AK: I don't think Trump understands the situation. I think Trump is an anti-Semite. And I say that based off of his speech to the Republican Jewish Committee, about how Jews are good with money, or good merchants. And he made another remark, at least two remarks that were anti-Semitic.
What does it mean that he's anti-Semitic and that he doesn't understand?
AK: This isn't the first time that Israel would align itself with anti-Semitic ideas, first off. Netanyahu made remarks in France saying that the only home in the world for Jews is Israel, insinuating that French Jews can't live with fellow Frenchmen. This is an alignment of Trump and [chief White House adviser Steve] Bannon's ethno-nationalist ideas, with the ideas of the Israeli state. This is where white supremacy aligns with Zionism, which is also white supremacy.
What does this alignment mean for Palestinians?

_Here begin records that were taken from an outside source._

use std::time::Duration;

use indicatif::{HumanBytes, MultiProgress, ProgressBar, ProgressDrawTarget, ProgressStyle};
use tokio::sync::oneshot;
use tokio::task::JoinHandle;
use tracing::debug;

use crate::error::part_number;
use crate::state::PartTable;

/// Completion of `downloaded` out of `total`, clamped to `[0, 100]`.
///
/// Only reaches 100 when every byte is in; an empty part reads as 0.
pub fn completion_percent(downloaded: u64, total: u64) -> u64 {
    if total == 0 {
        return 0;
    }
    let downloaded = downloaded.min(total);
    (u128::from(downloaded) * 100 / u128::from(total)) as u64
}

/// What one bar shows, read once per tick.
#[derive(Debug, Clone, Copy, PartialEq, Eq)]
pub struct PartProgress {
    pub downloaded: u64,
    pub total: u64,
    pub percent: u64,
}

/// One rendered frame: every part's progress, in index order.
pub fn frame(table: &PartTable) -> Vec<PartProgress> {
    table
        .iter()
        .map(|p| {
            let downloaded = p.downloaded_bytes();
            let total = p.total_bytes();
            PartProgress {
                downloaded,
                total,
                percent: completion_percent(downloaded, total),
            }
        })
        .collect()
}

/// Periodically renders per-part progress until stopped.
pub struct ProgressMonitor {
    table: PartTable,
    interval: Duration,
    multi_progress: MultiProgress,
}

impl ProgressMonitor {
    pub fn new(table: PartTable, interval: Duration, draw: bool) -> Self {
        let multi_progress = MultiProgress::new();
        if draw {
            let hz = (1000 / interval.as_millis().max(1)).clamp(1, 20) as u8;
            multi_progress.set_draw_target(ProgressDrawTarget::stderr_with_hz(hz));
        } else {
            multi_progress.set_draw_target(ProgressDrawTarget::hidden());
        }
        Self {
            table,
            interval,
            multi_progress,
        }
    }

    /// Starts the render loop on its own task.
    pub fn spawn(self) -> MonitorHandle {
        let (stop_tx, stop_rx) = oneshot::channel();
        let task = tokio::spawn(self.run(stop_rx));
        MonitorHandle { stop_tx, task }
    }

    async fn run(self, mut stop_rx: oneshot::Receiver<()>) {
        let style = ProgressStyle::default_bar()
            .template("{prefix:>8} [{bar:40.cyan/blue}] {pos:>3}% {msg}")
            .unwrap_or_else(|_| ProgressStyle::default_bar())
            .progress_chars("=>-");

        let bars: Vec<ProgressBar> = self
            .table
            .iter()
            .map(|part| {
                let pb = self.multi_progress.add(ProgressBar::new(100));
                pb.set_style(style.clone());
                pb.set_prefix(format!("part {}", part_number(part.index)));
                pb
            })
            .collect();

        let mut ticker = tokio::time::interval(self.interval);
        loop {
            tokio::select! {
                _ = &mut stop_rx => break,
                _ = ticker.tick() => {
                    for (pb, progress) in bars.iter().zip(frame(&self.table)) {
                        render(pb, progress);
                    }
                }
            }
        }

        // Closing frame: every bar at 100% regardless of outcome.
        for (pb, part) in bars.iter().zip(self.table.iter()) {
            pb.set_position(100);
            pb.finish_with_message(format!(
                "{} / {} {:?}",
                HumanBytes(part.downloaded_bytes()),
                HumanBytes(part.total_bytes()),
                part.status()
            ));
        }
        debug!("progress monitor stopped");
    }
}

fn render(pb: &ProgressBar, progress: PartProgress) {
    pb.set_position(progress.percent);
    pb.set_message(format!(
        "{} / {}",
        HumanBytes(progress.downloaded),
        HumanBytes(progress.total)
    ));
}

pub struct MonitorHandle {
    stop_tx: oneshot::Sender<()>,
    task: JoinHandle<()>,
}

impl MonitorHandle {
    /// Signals the monitor and waits for its closing frame.
    pub async fn stop(self) {
        // The receiver is gone only if the task already exited.
        let _ = self.stop_tx.send(());
        if let Err(e) = self.task.await {
            debug!(error = %e, "progress monitor task ended abnormally");
        }
    }
}

#[cfg(test)]
mod tests {
    use super::*;
    use crate::state::ByteRange;
    use std::path::Path;

    #[test]
    fn test_percent_bounds() {
        assert_eq!(completion_percent(0, 0), 0);
        assert_eq!(completion_percent(5, 0), 0);
        assert_eq!(completion_percent(0, 10), 0);
        assert_eq!(completion_percent(10, 10), 100);
        assert_eq!(completion_percent(20, 10), 100);
    }

    #[test]
    fn test_percent_hits_100_only_when_complete() {
        let total = 1_000_001;
        assert_eq!(completion_percent(total - 1, total), 99);
        assert_eq!(completion_percent(total, total), 100);
        assert_eq!(completion_percent(u64::MAX - 1, u64::MAX), 99);
    }

    #[test]
    fn test_percent_is_monotonic() {
        let total = 333;
        let mut last = 0;
        for downloaded in 0..=total {
            let pct = completion_percent(downloaded, total);
            assert!(pct >= last);
            assert!(pct <= 100);
            last = pct;
        }
        assert_eq!(last, 100);
    }

    #[test]
    fn test_frame_reads_every_part() {
        let ranges = [ByteRange { start: 0, end: 99 }, ByteRange { start: 100, end: 199 }];
        let table = PartTable::new(&ranges, Path::new("out.bin"));
        table.get(0).unwrap().record_progress(50);
        table.get(1).unwrap().record_progress(100);

        let percents: Vec<u64> = frame(&table).iter().map(|p| p.percent).collect();
        assert_eq!(percents, vec![50, 100]);
        assert_eq!(
            frame(&table)[0],
            PartProgress {
                downloaded: 50,
                total: 100,
                percent: 50
            }
        );
    }

    #[tokio::test]
    async fn test_monitor_stops_on_signal() {
        let ranges = [ByteRange { start: 0, end: 9 }];
        let table = PartTable::new(&ranges, Path::new("out.bin"));
        let handle = ProgressMonitor::new(table.clone(), Duration::from_millis(5), false).spawn();

        tokio::time::sleep(Duration::from_millis(20)).await;
        tokio::time::timeout(Duration::from_secs(1), handle.stop())
            .await
            .unwrap();
        assert_eq!(table.get(0).unwrap().downloaded_bytes(), 0);
    }
}
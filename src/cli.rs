use clap::ValueEnum;
use std::io::IsTerminal;

#[derive(ValueEnum, Clone, Copy, Debug, PartialEq, Eq)]
pub enum ProgressMode {
    /// Draw bars only when stderr is a terminal
    Auto,
    Always,
    Never,
}

impl ProgressMode {
    pub fn should_draw(self) -> bool {
        match self {
            ProgressMode::Auto => std::io::stderr().is_terminal(),
            ProgressMode::Always => true,
            ProgressMode::Never => false,
        }
    }
}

AK: When I said things will get worse, Israeli policies can go forward unbound by any sort of check but I think the reality is, look, the last three administrations have essentially allowed Israel's behaviour to continue unchecked. This isn't something new. I don't know if we can tell at this point how much the Israeli regime and Netanyahu can capitalise on this new administration's indifference in terms of policy, and I say indifference because Trump may have made a casual remark about settlements, but I don't think anyone would classify those remarks as demanding anything from Netanyahu. Second off I don't think that, like many other comments, those remarks are meaningless if they're not coupled with some sort of action. This administration, and administrations before, had a wide range of tools in front of them, from limiting the amount of aid they're sending Israel to restricting the non-profit status of groups in the US funding settlements. There's no restriction on that. That money goes to some of the most violent segments of Israeli society.
What do you expect from Trump's son-in-law, Jared Kushner, an advisor who is set to lead peacemaking between both sides?

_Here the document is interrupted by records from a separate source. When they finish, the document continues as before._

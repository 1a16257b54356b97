use async_trait::async_trait;
use bytes::Bytes;
use futures::stream::{BoxStream, StreamExt};
use reqwest::{header, Client, StatusCode};
use tracing::debug;
use url::Url;

use crate::config::JobConfig;
use crate::error::{error_chain, DownloadError, TransferError};
use crate::state::ByteRange;

pub type ByteStream = BoxStream<'static, Result<Bytes, TransferError>>;

/// Looks up a resource's total length without downloading its body.
#[async_trait]
pub trait SizeProbe: Send + Sync {
    async fn probe_size(&self, url: &Url) -> Result<u64, DownloadError>;
}

/// Streams the body bytes of one inclusive byte range.
#[async_trait]
pub trait RangeFetcher: Send + Sync {
    async fn fetch_range(&self, url: &Url, range: ByteRange) -> Result<ByteStream, TransferError>;
}

pub trait Transport: SizeProbe + RangeFetcher {}

impl<T: SizeProbe + RangeFetcher> Transport for T {}

pub struct HttpTransport {
    client: Client,
}

impl HttpTransport {
    pub fn new(config: &JobConfig) -> reqwest::Result<Self> {
        let client = Client::builder()
            .user_agent(config.user_agent.as_str())
            .connect_timeout(config.connect_timeout)
            .build()?;
        Ok(Self { client })
    }

    async fn probe_with_range(&self, url: &Url) -> Result<u64, DownloadError> {
        let response = self
            .client
            .get(url.clone())
            .header(header::RANGE, "bytes=0-0")
            .send()
            .await
            .map_err(|e| DownloadError::Probe(error_chain(&e)))?;

        let status = response.status();
        let total = match status {
            StatusCode::PARTIAL_CONTENT => response
                .headers()
                .get(header::CONTENT_RANGE)
                .and_then(|v| v.to_str().ok())
                .and_then(parse_content_range_total),
            StatusCode::OK => header_u64(response.headers(), header::CONTENT_LENGTH),
            _ => return Err(DownloadError::Probe(format!("server returned {}", status))),
        };
        total.ok_or_else(|| DownloadError::Probe("server did not report a length".to_string()))
    }
}

#[async_trait]
impl SizeProbe for HttpTransport {
    async fn probe_size(&self, url: &Url) -> Result<u64, DownloadError> {
        let response = self
            .client
            .head(url.clone())
            .send()
            .await
            .map_err(|e| DownloadError::Probe(error_chain(&e)))?;

        let status = response.status();
        if !status.is_success() {
            return Err(DownloadError::Probe(format!("server returned {}", status)));
        }

        let total = match header_u64(response.headers(), header::CONTENT_LENGTH) {
            Some(len) if len > 0 => len,
            _ => {
                debug!(%url, "HEAD carried no length, probing with a one-byte range");
                self.probe_with_range(url).await?
            }
        };

        if total == 0 {
            return Err(DownloadError::Probe("resource has zero length".to_string()));
        }
        Ok(total)
    }
}

#[async_trait]
impl RangeFetcher for HttpTransport {
    async fn fetch_range(&self, url: &Url, range: ByteRange) -> Result<ByteStream, TransferError> {
        let response = self
            .client
            .get(url.clone())
            .header(header::RANGE, range.header_value())
            .send()
            .await?;

        // 200 means the range was ignored; the worker's length check rejects it
        // unless the whole resource is this one range.
        let status = response.status();
        if status != StatusCode::PARTIAL_CONTENT && status != StatusCode::OK {
            return Err(TransferError::Status(status.as_u16()));
        }

        Ok(response
            .bytes_stream()
            .map(|item| item.map_err(TransferError::from))
            .boxed())
    }
}

fn header_u64(headers: &header::HeaderMap, name: header::HeaderName) -> Option<u64> {
    headers.get(name)?.to_str().ok()?.trim().parse().ok()
}

/// Total length from `Content-Range: bytes 0-0/1234`. `*` yields None.
fn parse_content_range_total(value: &str) -> Option<u64> {
    value.rsplit('/').next()?.trim().parse().ok()
}



#[cfg(test)]
mod tests {
    use super::loopback::{serve, Behavior};
    use super::*;
    use crate::state::{PartState, PartStatus};
    use crate::worker::DownloadWorker;
    use std::sync::Arc;
    use std::time::Duration;
    use tokio_util::sync::CancellationToken;

    fn body(len: usize) -> Vec<u8> {
        (0..len).map(|i| (i % 241) as u8).collect()
    }

    fn transport(url: &Url) -> HttpTransport {
        let config = JobConfig::new(url.as_str(), "file.bin", 1).unwrap();
        HttpTransport::new(&config).unwrap()
    }

    async fn fetch_part(url: &Url, dir: &std::path::Path, range: ByteRange) -> (Arc<PartState>, Result<(), TransferError>) {
        let part = Arc::new(PartState::new(0, range, dir.join("file.bin.part1")));
        let worker = DownloadWorker::new(
            Arc::new(transport(url)),
            url.clone(),
            part.clone(),
            Duration::from_secs(2),
            CancellationToken::new(),
        );
        let result = worker.run().await;
        (part, result)
    }

    #[test]
    fn test_parse_content_range_total() {
        assert_eq!(parse_content_range_total("bytes 0-0/1234"), Some(1234));
        assert_eq!(parse_content_range_total("bytes 0-0/*"), None);
        assert_eq!(parse_content_range_total("garbage"), None);
    }

    #[test]
    fn test_header_u64() {
        let mut headers = header::HeaderMap::new();
        headers.insert(header::CONTENT_LENGTH, header::HeaderValue::from_static("1000"));
        assert_eq!(header_u64(&headers, header::CONTENT_LENGTH), Some(1000));
        assert_eq!(header_u64(&headers, header::CONTENT_RANGE), None);
    }

    #[tokio::test]
    async fn test_head_reports_content_length() {
        let url = serve(body(1000), Behavior::Ranged).await;
        assert_eq!(transport(&url).probe_size(&url).await.unwrap(), 1000);
    }

    #[tokio::test]
    async fn test_partial_content_streams_requested_range() {
        let dir = tempfile::tempdir().unwrap();
        let data = body(1000);
        let url = serve(data.clone(), Behavior::Ranged).await;

        let (part, result) = fetch_part(&url, dir.path(), ByteRange { start: 334, end: 666 }).await;

        result.unwrap();
        assert_eq!(part.status(), PartStatus::Succeeded);
        assert_eq!(std::fs::read(&part.temp_path).unwrap(), &data[334..=666]);
    }

    #[tokio::test]
    async fn test_full_body_reply_fails_with_length_mismatch() {
        let dir = tempfile::tempdir().unwrap();
        let url = serve(body(1000), Behavior::IgnoreRange).await;

        let (part, result) = fetch_part(&url, dir.path(), ByteRange { start: 500, end: 999 }).await;

        assert!(matches!(result, Err(TransferError::LengthMismatch { expected: 500, .. })));
        assert_eq!(part.status(), PartStatus::Failed);
        assert!(part.downloaded_bytes() <= 500);
    }

    #[tokio::test]
    async fn test_full_body_is_accepted_for_whole_resource_range() {
        let dir = tempfile::tempdir().unwrap();
        let data = body(300);
        let url = serve(data.clone(), Behavior::IgnoreRange).await;

        let (part, result) = fetch_part(&url, dir.path(), ByteRange { start: 0, end: 299 }).await;

        result.unwrap();
        assert_eq!(part.status(), PartStatus::Succeeded);
        assert_eq!(std::fs::read(&part.temp_path).unwrap(), data);
    }

    #[tokio::test]
    async fn test_error_status_is_surfaced() {
        let url = serve(body(100), Behavior::NotFound).await;
        let transport = transport(&url);

        let fetched = transport.fetch_range(&url, ByteRange { start: 0, end: 99 }).await;
        assert!(matches!(fetched, Err(TransferError::Status(404))));

        let probed = transport.probe_size(&url).await;
        assert!(matches!(probed, Err(DownloadError::Probe(ref msg)) if msg.contains("404")));
    }

    #[tokio::test]
    async fn test_head_without_length_falls_back_to_one_byte_range() {
        let url = serve(body(1234), Behavior::HeadWithoutLength).await;
        assert_eq!(transport(&url).probe_size(&url).await.unwrap(), 1234);
    }
}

AK: I don't know what qualifies Jared Kushner to take on any sort of role related to Israel and the Palestinians. Honestly I don't see any. The only thing Trump has said about Kushner is that he's a good businessman and he's Jewish. I don't know how that qualifies you to lead anything in terms of negotiations for anything.
What would a just and equitable one-state solution look like for Israelis and Palestinians?
AK: I think it means that recognising the rights of all Palestinians. That would mean the abolition of laws discriminating against Palestinian citizens of Israel, the abolition of the military regime governing the Palestinians in the West Bank and Gaza, granting them full equality under the law and the recognition that Israel cannot be a state for all its citizens if it identified as a Jewish state. And I think also recognising the Palestinian right of return. If Israel continues to invite Jews from around the world and automatically grant them citizenship, then why don't they have room for Palestinian refugees?
What does full equality under the law look like?
AK: It means there is nothing in Israeli law that differentiates people based on their religion.
That would mean voting, too?
You're driving right now. What would say to Donald Trump if he were in the car with you?
AK: I don't think I would allow Trump in my car.
What advice would you give him?
AK: I don't think I would start with the Palestinian issue, if I was standing in front of Donald Trump, I think. I would talk about the xenophobia and white supremacy in his administration.
I don't care to normalise this president. I don't care to engage with him. I'm not even sure how long the Republican Party will tolerate this man as a president. So if you're saying what would my advice be for Donald Trump regarding this issue, my advice would essentially be that military aid to Israel should be withheld and institutions that are supporting Israeli settlements and the Israeli military with non-profit status should no longer be granted tax deductible status, and that Israel should be fully pressed to comply with international law.